Tom Rudnai [00:14:17] Well, again, it comes down to people I can’t stress out enough, you know, you’re going to be dealing with people that are friendly, that are knowledgeable, that are looking out for your best interests. They understand the long-term benefits of making sure that guest has a very positive experience because they are getting a lot of repeat referral business as well. We don’t have a lot of turnover here, so our salespeople are getting a lot of repeat business because they’ve been here for quite a while. And, you know, you can’t put a dollar amount on that. So independent of that, you know, we have very good processes. You talked about transparency. We’re very transparent even in this very, very hot market where many, many dealerships are charging all very much our fee. We’re still at MSP. We will never charge over MSP. We’ll put some product on the vehicle and charge additional for those products. But we’re not we’re not going to gouge people, you know, we’re not going to charge them $5000 for a for $100 add on. We’re always going to be fair, and I think people realize that. And if they do shop around and see that a lot of dealerships around us are charging four, five, six, seven thousand dollars just for market conditions, we’re not doing that. They may have some product on it, but they’re getting added value. You know, people tend to feel better about that.

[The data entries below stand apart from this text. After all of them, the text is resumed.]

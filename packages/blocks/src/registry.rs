//! # Block Type Registry
//!
//! Process-wide table from [`BlockType`] to its [`BlockDefinition`].
//!
//! Generic tree code asks the registry instead of branching on a type:
//! the factory builds new instances, the schema checks attributes, and the
//! three renderers produce the canvas, live-form and property views.
//! Adding a block type means adding one definition here; nothing in the
//! mutation engine changes.

use crate::block::{BlockCategory, BlockId, BlockInstance, BlockTarget, BlockType};
use crate::definitions;
use crate::error::RegistryError;
use crate::render::live::FormElement;
use crate::render::properties::PropertyEditor;
use crate::render::{CanvasContext, VNode};
use crate::schema::Schema;
use serde::Serialize;
use std::sync::OnceLock;

/// How a block type shows up in the builder's palette
#[derive(Debug, Clone, Copy, PartialEq, Eq, Serialize)]
pub struct PaletteEntry {
    pub label: &'static str,
    pub icon: &'static str,
}

/// Everything that differs per block type
pub trait BlockDefinition: Send + Sync {
    fn block_type(&self) -> BlockType;

    fn category(&self) -> BlockCategory;

    fn palette(&self) -> PaletteEntry;

    fn schema(&self) -> &'static Schema;

    /// New instance with default attributes
    fn create_instance(&self, id: BlockId) -> BlockInstance;

    /// Builder preview
    fn render_canvas(&self, block: &BlockInstance, ctx: &CanvasContext<'_>) -> VNode;

    /// Submission-time input; layouts render their children through `registry`
    fn render_form(&self, block: &BlockInstance, registry: &Registry) -> FormElement;

    /// Edit surface; `position` is the 1-based index among the block's siblings
    fn render_properties(
        &self,
        block: &BlockInstance,
        target: BlockTarget,
        position: usize,
    ) -> PropertyEditor;

    fn accepts_children(&self) -> bool {
        self.category() == BlockCategory::Layout
    }
}

pub struct Registry {
    definitions: Vec<Box<dyn BlockDefinition>>,
}

impl Registry {
    /// Shared registry of the built-in block types
    pub fn builtin() -> &'static Registry {
        static BUILTIN: OnceLock<Registry> = OnceLock::new();
        BUILTIN.get_or_init(Registry::new)
    }

    /// Create a new registry with all built-in block types
    pub fn new() -> Self {
        Self {
            definitions: definitions::builtin(),
        }
    }

    /// Create an empty registry
    pub fn empty() -> Self {
        Self {
            definitions: Vec::new(),
        }
    }

    /// Register a definition, replacing any earlier one for the same type
    pub fn with_definition(mut self, definition: Box<dyn BlockDefinition>) -> Self {
        let block_type = definition.block_type();
        match self
            .definitions
            .iter()
            .position(|d| d.block_type() == block_type)
        {
            Some(index) => self.definitions[index] = definition,
            None => self.definitions.push(definition),
        }
        self
    }

    pub fn lookup(&self, block_type: BlockType) -> Result<&dyn BlockDefinition, RegistryError> {
        self.definitions
            .iter()
            .find(|d| d.block_type() == block_type)
            .map(Box::as_ref)
            .ok_or_else(|| RegistryError::UnknownBlockType(block_type.to_string()))
    }

    /// Lookup by the persisted type name
    pub fn lookup_name(&self, name: &str) -> Result<&dyn BlockDefinition, RegistryError> {
        self.lookup(name.parse()?)
    }

    /// Definitions of one category in registration order
    pub fn list_by_category(&self, category: BlockCategory) -> Vec<&dyn BlockDefinition> {
        self.definitions
            .iter()
            .filter(|d| d.category() == category)
            .map(Box::as_ref)
            .collect()
    }

    pub fn definitions(&self) -> impl Iterator<Item = &dyn BlockDefinition> {
        self.definitions.iter().map(Box::as_ref)
    }

    pub fn contains(&self, block_type: BlockType) -> bool {
        self.lookup(block_type).is_ok()
    }

    pub fn is_layout(&self, block_type: BlockType) -> bool {
        self.lookup(block_type)
            .map(|d| d.accepts_children())
            .unwrap_or(false)
    }

    pub fn create(&self, block_type: BlockType, id: BlockId) -> Result<BlockInstance, RegistryError> {
        Ok(self.lookup(block_type)?.create_instance(id))
    }

    /// Factory instance, or a bare block without attributes when the type
    /// is not registered
    pub fn create_or_bare(&self, block_type: BlockType, id: BlockId) -> BlockInstance {
        match self.lookup(block_type) {
            Ok(definition) => definition.create_instance(id),
            Err(_) => BlockInstance::new(id, block_type),
        }
    }
}

impl Default for Registry {
    fn default() -> Self {
        Self::new()
    }
}

impl std::fmt::Debug for Registry {
    fn fmt(&self, f: &mut std::fmt::Formatter<'_>) -> std::fmt::Result {
        f.debug_struct("Registry")
            .field(
                "definitions",
                &self
                    .definitions
                    .iter()
                    .map(|d| d.block_type())
                    .collect::<Vec<_>>(),
            )
            .finish()
    }
}
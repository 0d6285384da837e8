use super::{defaults, text_classes, FONT_SIZES, FONT_WEIGHTS};
use crate::block::{BlockCategory, BlockId, BlockInstance, BlockTarget, BlockType};
use crate::registry::{BlockDefinition, PaletteEntry, Registry};
use crate::render::live::{static_element, FormElement};
use crate::render::properties::PropertyEditor;
use crate::render::{canvas_frame, CanvasContext, VNode};
use crate::schema::{FieldSpec, Schema};
use serde_json::json;

const FIELDS: &[FieldSpec] = &[
    FieldSpec::text("label", "Label", 2, 255).required(),
    FieldSpec::text("text", "Text", 0, 1000),
    FieldSpec::choice("fontSize", "Font size", FONT_SIZES),
    FieldSpec::choice("fontWeight", "Font weight", FONT_WEIGHTS),
];

static SCHEMA: Schema = Schema::new(FIELDS);

/// Descriptive text; `label` names the block in the builder only
#[derive(Debug, Clone, Copy, Default)]
pub struct Paragraph;

fn paragraph(block: &BlockInstance) -> VNode {
    VNode::element("p")
        .with_class(text_classes(block, "small"))
        .with_child(VNode::text(block.attr_str("text").unwrap_or_default()))
}

impl BlockDefinition for Paragraph {
    fn block_type(&self) -> BlockType {
        BlockType::Paragraph
    }

    fn category(&self) -> BlockCategory {
        BlockCategory::Content
    }

    fn palette(&self) -> PaletteEntry {
        PaletteEntry {
            label: "Paragraph",
            icon: "text",
        }
    }

    fn schema(&self) -> &'static Schema {
        &SCHEMA
    }

    fn create_instance(&self, id: BlockId) -> BlockInstance {
        BlockInstance::new(id, BlockType::Paragraph).with_attributes(defaults(json!({
            "label": "Paragraph",
            "text": "Add a description here.",
            "fontSize": "small",
            "fontWeight": "normal"
        })))
    }

    fn render_canvas(&self, block: &BlockInstance, ctx: &CanvasContext<'_>) -> VNode {
        canvas_frame(block, ctx).with_child(paragraph(block))
    }

    fn render_form(&self, block: &BlockInstance, _registry: &Registry) -> FormElement {
        static_element(block, paragraph(block))
    }

    fn render_properties(
        &self,
        block: &BlockInstance,
        target: BlockTarget,
        position: usize,
    ) -> PropertyEditor {
        PropertyEditor::new(target, block, &SCHEMA, format!("Paragraph {}", position))
    }
}
use super::open_session;
use crate::config::Config;
use anyhow::{Context, Result};
use clap::Args;
use colored::Colorize;
use formcraft_blocks::Registry;
use formcraft_editor::{Mutation, MutationOutcome};
use std::fs;
use std::path::Path;

#[derive(Debug, Args)]
pub struct ApplyArgs {
    /// Form name or path
    pub form: String,

    /// JSON file holding a list of mutations
    pub mutations: String,

    /// Print the result instead of saving it
    #[arg(long)]
    pub dry_run: bool,
}

pub fn apply(args: ApplyArgs, cwd: &Path) -> Result<()> {
    let config = Config::load(cwd)?;
    let mut session = open_session(&config, cwd, &args.form, Registry::builtin())?;

    let mutations = read_mutations(&cwd.join(&args.mutations))?;
    let outcomes = session.apply_batch(&mutations)?;

    for (mutation, outcome) in mutations.iter().zip(&outcomes) {
        match outcome {
            MutationOutcome::Applied { block_id } => {
                println!("  {} {} {}", "✓".green(), mutation.name(), block_id.dimmed())
            }
            MutationOutcome::NoOp => {
                println!("  {} {} (no change)", "-".dimmed(), mutation.name())
            }
        }
    }

    if args.dry_run {
        println!("{}", session.document().to_json(true)?);
    } else if session.document().is_dirty() {
        session.document_mut().save(config.pretty)?;
        println!(
            "{} Saved version {}",
            "✅".green(),
            session.version()
        );
    }
    Ok(())
}

fn read_mutations(path: &Path) -> Result<Vec<Mutation>> {
    let content = fs::read_to_string(path)
        .with_context(|| format!("Failed to read {}", path.display()))?;
    let mutations = serde_json::from_str(&content)
        .with_context(|| format!("Invalid mutation list in {}", path.display()))?;
    Ok(mutations)
}
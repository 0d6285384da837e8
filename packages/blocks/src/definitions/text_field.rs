use super::{defaults, field_canvas};
use crate::block::{BlockCategory, BlockId, BlockInstance, BlockTarget, BlockType};
use crate::registry::{BlockDefinition, PaletteEntry, Registry};
use crate::render::live::{FormElement, TextInput};
use crate::render::properties::PropertyEditor;
use crate::render::{CanvasContext, VNode};
use crate::schema::{FieldSpec, Schema};
use serde_json::json;

const FIELDS: &[FieldSpec] = &[
    FieldSpec::text("label", "Label", 2, 255).required(),
    FieldSpec::text("helperText", "Helper text", 0, 255),
    FieldSpec::boolean("required", "Required").required(),
    FieldSpec::text("placeholder", "Placeholder", 0, 255),
];

static SCHEMA: Schema = Schema::new(FIELDS);

/// Single-line free text question
#[derive(Debug, Clone, Copy, Default)]
pub struct TextField;

impl BlockDefinition for TextField {
    fn block_type(&self) -> BlockType {
        BlockType::TextField
    }

    fn category(&self) -> BlockCategory {
        BlockCategory::Field
    }

    fn palette(&self) -> PaletteEntry {
        PaletteEntry {
            label: "Text field",
            icon: "text-cursor-input",
        }
    }

    fn schema(&self) -> &'static Schema {
        &SCHEMA
    }

    fn create_instance(&self, id: BlockId) -> BlockInstance {
        BlockInstance::new(id, BlockType::TextField).with_attributes(defaults(json!({
            "label": "Text field",
            "helperText": "",
            "required": false,
            "placeholder": "Enter text here."
        })))
    }

    fn render_canvas(&self, block: &BlockInstance, ctx: &CanvasContext<'_>) -> VNode {
        let input = VNode::element("input")
            .with_attr("type", "text")
            .with_attr("placeholder", block.attr_str("placeholder").unwrap_or_default())
            .with_flag("disabled", true);
        field_canvas(block, ctx, input)
    }

    fn render_form(&self, block: &BlockInstance, _registry: &Registry) -> FormElement {
        FormElement::Input(Box::new(TextInput::new(block, false)))
    }

    fn render_properties(
        &self,
        block: &BlockInstance,
        target: BlockTarget,
        position: usize,
    ) -> PropertyEditor {
        PropertyEditor::new(target, block, &SCHEMA, format!("Text Field {}", position))
    }
}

Larry Olsen [00:15:35] Absolutely. And especially when their lease up lease is up in three years, correct? And they’re not upside down, right? Right. So that’s definitely a long-term vision to be in a situation where you could, but it goes against your values. And I think that’s where it really separates you from a lot of other organizations out there is you folks know what you stand for. Yes. And again, what do they say if you don’t know what you stand for, you fall for everything. So, I wanted to ask you. I’ve had a lot of dealer clients in my career, and I I’ve always seen interesting things happen when dealers, sons come into the organization and not so much because the dealers, sons have some kind of the expectation that they’re privileged or they, you know, they’re the son of the owner, and I should be treated differently. But the perception that’s created from the other associates and that’s almost too similar to the perception it’s created by the customer of that. All you’re going to want to do is get my money and you are certainly breaking that down to know we’re going to give you value. And people are willing to pay for value. How have you gone about making sure that? Your young men blended in well and kind of just there was a perception we were able to break it.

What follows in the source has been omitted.